Dopo aver lavorato per qualche tempo in una fabbrica di Hayes, il suo
primo impiego vero e proprio fu come apprendista radiomeccanico proprio
vicino casa, negli hangar dell’aeroporto di Heatrow. Ritchie aveva sedici anni, e
le lunghe pause di inattività tipiche del suo impiego gli permisero di prendere
confidenza non solo con le tecniche di base dello strumento (finger style su
tutte), ma anche con la componentistica di una chitarra, cosa che lo portò ad
assemblarne una.
I Vampires, che poi cambieranno nome in The Dominators, sono stati il
primo gruppo a cui Blackmore si è unito; Mike Dee & The Jaywalkers il secondo. In mezzo, un’audizione non andata a buon fine con gli scenografici
Lord Sutch & The Savages, che a quell’epoca gli preferirono Rodger Mingaye.

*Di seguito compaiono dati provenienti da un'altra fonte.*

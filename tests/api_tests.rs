use std::sync::Arc;

use axum::http::{HeaderName, HeaderValue, StatusCode};
use axum_test::TestServer;
use serde_json::{json, Value};
use uuid::Uuid;

use reelpage_api::api::{create_router, AppState};
use reelpage_api::middleware::SESSION_ID_HEADER;
use reelpage_api::models::Item;
use reelpage_api::services::providers::PlaceholderPosterGateway;
use reelpage_api::services::{
    RecommendationService, SimilarityMatrix, SimilarityStore, TitleResolver,
};

const EXHAUSTED: &str = "No more movies in database for this movie.";

/// Catalog of `n` movies with ids 1000.. where closer indices are more similar
fn create_test_store(n: usize) -> Arc<SimilarityStore> {
    let items = (0..n)
        .map(|i| Item::new(1000 + i as i64, format!("Movie {}", i), i))
        .collect();
    let rows = (0..n)
        .map(|i| {
            (0..n)
                .map(|j| 1.0 / (1.0 + (i as f32 - j as f32).abs()))
                .collect()
        })
        .collect();
    let primary = SimilarityMatrix::from_rows(rows).unwrap();
    let secondary = SimilarityMatrix::from_rows(vec![vec![0.0; n]; n]).unwrap();
    Arc::new(SimilarityStore::new(items, primary, secondary).unwrap())
}

fn create_test_server(n: usize) -> TestServer {
    let store = create_test_store(n);
    let resolver = TitleResolver::with_seed(store.clone(), 3);
    let service = RecommendationService::with_resolver(
        store,
        Arc::new(PlaceholderPosterGateway),
        resolver,
        25,
        5,
    )
    .unwrap();
    let state = AppState::new(service, chrono::Duration::hours(1));
    TestServer::new(create_router(state)).unwrap()
}

fn session_header(id: Uuid) -> (HeaderName, HeaderValue) {
    (
        HeaderName::from_static(SESSION_ID_HEADER),
        HeaderValue::from_str(&id.to_string()).unwrap(),
    )
}

#[tokio::test]
async fn test_health_check() {
    let server = create_test_server(10);
    let response = server.get("/health").await;
    response.assert_status_ok();
    let body: Value = response.json();
    assert_eq!(body["status"], "healthy");
}

#[tokio::test]
async fn test_search_returns_first_page() {
    let server = create_test_server(30);
    let (name, value) = session_header(Uuid::new_v4());

    let response = server
        .post("/api/v1/search")
        .add_header(name, value.clone())
        .json(&json!({ "query": "movie 3" }))
        .await;

    response.assert_status_ok();
    assert_eq!(response.header(SESSION_ID_HEADER), value);

    let body: Value = response.json();
    assert_eq!(body["root"]["id"], 1003);
    assert_eq!(body["root"]["title"], "Movie 3");
    assert_eq!(body["page"], 0);
    assert_eq!(body["total_candidates"], 25);
    assert_eq!(body["exhausted"], false);
    assert_eq!(body["movies"].as_array().unwrap().len(), 5);
    assert_eq!(body["movies"][0]["poster_placeholder"], true);
}

#[tokio::test]
async fn test_search_with_empty_query_picks_a_movie() {
    let server = create_test_server(10);

    let response = server
        .post("/api/v1/search")
        .json(&json!({ "query": "" }))
        .await;

    response.assert_status_ok();
    let body: Value = response.json();
    let root_id = body["root"]["id"].as_i64().unwrap();
    assert!((1000..1010).contains(&root_id));
}

#[tokio::test]
async fn test_session_id_generated_when_missing() {
    let server = create_test_server(10);
    let response = server.get("/api/v1/movies/1000/recommendations").await;

    response.assert_status_ok();
    let header = response.header(SESSION_ID_HEADER);
    assert!(Uuid::parse_str(header.to_str().unwrap()).is_ok());
}

#[tokio::test]
async fn test_more_pages_until_exhausted() {
    let server = create_test_server(30);
    let (name, value) = session_header(Uuid::new_v4());

    server
        .get("/api/v1/movies/1000/recommendations")
        .add_header(name.clone(), value.clone())
        .await
        .assert_status_ok();

    let mut seen = Vec::new();
    for expected_page in 1..=4 {
        let response = server
            .post("/api/v1/movies/1000/more")
            .add_header(name.clone(), value.clone())
            .await;
        response.assert_status_ok();

        let body: Value = response.json();
        assert_eq!(body["found"], true);
        assert_eq!(body["page"], expected_page);
        let ids: Vec<i64> = body["movies"]
            .as_array()
            .unwrap()
            .iter()
            .map(|m| m["id"].as_i64().unwrap())
            .collect();
        assert_eq!(ids.len(), 5);
        assert!(!seen.contains(&ids));
        seen.push(ids);
    }

    let response = server
        .post("/api/v1/movies/1000/more")
        .add_header(name.clone(), value.clone())
        .await;
    response.assert_status_ok();
    let body: Value = response.json();
    assert_eq!(body["found"], false);
    assert_eq!(body["message"], EXHAUSTED);
    assert!(body["movies"].as_array().unwrap().is_empty());

    // Re-displaying shows the last page and the exhaustion notice
    let response = server
        .get("/api/v1/movies/1000/recommendations")
        .add_header(name, value)
        .await;
    let body: Value = response.json();
    assert_eq!(body["page"], 4);
    assert_eq!(body["exhausted"], true);
    assert_eq!(body["message"], EXHAUSTED);
}

#[tokio::test]
async fn test_small_catalog_exhausts_on_first_more() {
    let server = create_test_server(6);
    let (name, value) = session_header(Uuid::new_v4());

    server
        .get("/api/v1/movies/1002/recommendations")
        .add_header(name.clone(), value.clone())
        .await
        .assert_status_ok();

    let response = server
        .post("/api/v1/movies/1002/more")
        .add_header(name, value)
        .await;
    let body: Value = response.json();
    assert_eq!(body["found"], false);
}

#[tokio::test]
async fn test_sessions_do_not_share_state() {
    let server = create_test_server(30);
    let (name_a, value_a) = session_header(Uuid::new_v4());
    let (name_b, value_b) = session_header(Uuid::new_v4());

    for _ in 0..2 {
        server
            .post("/api/v1/movies/1005/more")
            .add_header(name_a.clone(), value_a.clone())
            .await
            .assert_status_ok();
    }

    let response = server
        .get("/api/v1/movies/1005/recommendations")
        .add_header(name_b, value_b)
        .await;
    let body: Value = response.json();
    assert_eq!(body["page"], 0);

    let response = server
        .get("/api/v1/movies/1005/recommendations")
        .add_header(name_a, value_a)
        .await;
    let body: Value = response.json();
    assert_eq!(body["page"], 2);
}

#[tokio::test]
async fn test_current_requires_a_selection() {
    let server = create_test_server(10);
    let (name, value) = session_header(Uuid::new_v4());

    server
        .get("/api/v1/recommendations/current")
        .add_header(name.clone(), value.clone())
        .await
        .assert_status(StatusCode::NOT_FOUND);

    server
        .post("/api/v1/search")
        .add_header(name.clone(), value.clone())
        .json(&json!({ "query": "Movie 4" }))
        .await
        .assert_status_ok();

    let response = server
        .get("/api/v1/recommendations/current")
        .add_header(name, value)
        .await;
    response.assert_status_ok();
    let body: Value = response.json();
    assert_eq!(body["root"]["id"], 1004);
}

#[tokio::test]
async fn test_unknown_movie_is_not_found() {
    let server = create_test_server(10);

    let response = server.get("/api/v1/movies/42/recommendations").await;
    response.assert_status(StatusCode::NOT_FOUND);
    let body: Value = response.json();
    assert!(body["error"].as_str().unwrap().contains("id 42"));

    server
        .post("/api/v1/movies/42/more")
        .await
        .assert_status(StatusCode::NOT_FOUND);
}

#[tokio::test]
async fn test_non_numeric_movie_id_rejected() {
    let server = create_test_server(10);
    server
        .get("/api/v1/movies/avatar/recommendations")
        .await
        .assert_status(StatusCode::BAD_REQUEST);
}
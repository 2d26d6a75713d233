pub mod catalog;
pub mod redis;

pub use catalog::{load_catalog, CatalogData};
pub use self::redis::create_redis_client;
pub use self::redis::Cache;
pub use self::redis::CacheKey;
pub use self::redis::CacheWriterHandle;
pub use self::redis::WriterStats;
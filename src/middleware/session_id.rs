use axum::{
    body::Body,
    extract::Request,
    http::HeaderValue,
    middleware::Next,
    response::Response,
};
use uuid::Uuid;

/// HTTP header carrying the client's session id
pub const SESSION_ID_HEADER: &str = "x-session-id";

/// Extension type for storing the session id in request extensions
///
/// All pagination state is partitioned by this id.
#[derive(Clone, Copy, Debug, PartialEq, Eq, Hash)]
pub struct SessionId(pub Uuid);

impl SessionId {
    /// Creates a new random session id
    pub fn new() -> Self {
        Self(Uuid::new_v4())
    }

    /// Returns the UUID as a string
    pub fn as_str(&self) -> String {
        self.0.to_string()
    }
}

impl Default for SessionId {
    fn default() -> Self {
        Self::new()
    }
}

impl std::fmt::Display for SessionId {
    fn fmt(&self, f: &mut std::fmt::Formatter<'_>) -> std::fmt::Result {
        write!(f, "{}", self.0)
    }
}

/// Reads the session id from the `x-session-id` header, or starts a new
/// session when the header is missing or not a UUID.
///
/// The id is stored in the request extensions and echoed back in the response
/// header so the client can keep paging within the same session.
pub async fn session_id_middleware(mut request: Request, next: Next) -> Response {
    let session_id = request
        .headers()
        .get(SESSION_ID_HEADER)
        .and_then(|h| h.to_str().ok())
        .and_then(|s| Uuid::parse_str(s).ok())
        .map(SessionId)
        .unwrap_or_else(SessionId::new);

    request.extensions_mut().insert(session_id);

    let mut response = next.run(request).await;

    if let Ok(header_value) = HeaderValue::from_str(&session_id.as_str()) {
        response
            .headers_mut()
            .insert(SESSION_ID_HEADER, header_value);
    }

    response
}

/// Creates the per-request tracing span, tagged with the session id
pub fn make_span_with_session_id(request: &Request<Body>) -> tracing::Span {
    let session_id = request
        .extensions()
        .get::<SessionId>()
        .map(|id| id.as_str())
        .unwrap_or_else(|| "unknown".to_string());

    tracing::info_span!(
        "http_request",
        method = %request.method(),
        uri = %request.uri(),
        session_id = %session_id,
    )
}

Ritchie ebbe un discreto successo insieme ai Jaywalkers, si impadronì definitivamente dello strumento e incise i primi brani in studio, prestazioni che gli
valsero la chiamata di colui che l’aveva scartato poco prima, Screaming Lord
Sutch (al secolo David Edward Sutch), impressionato dalle doti del giovane
talento. Una proposta che l’allora diciassettenne e squattrinato Blackmore accettò più per soldi che per gloria: sei mesi di stipendio a venti sterline a settimana, al quale si sarebbe aggiunto un notevole carico d’esperienza, bastarono
per strappargli un sì convinto.
Il passo successivo furono gli Outlaws, alle cui audizioni partecipò anche
il chitarrista dei Led Zeppelin, Jimmy Page, che poi pare avervi rinunciato a
causa della teatralità eccessiva del gruppo – elemento che invece non disturbava affatto Ritchie, ormai abituato, provenendo da una realtà simile.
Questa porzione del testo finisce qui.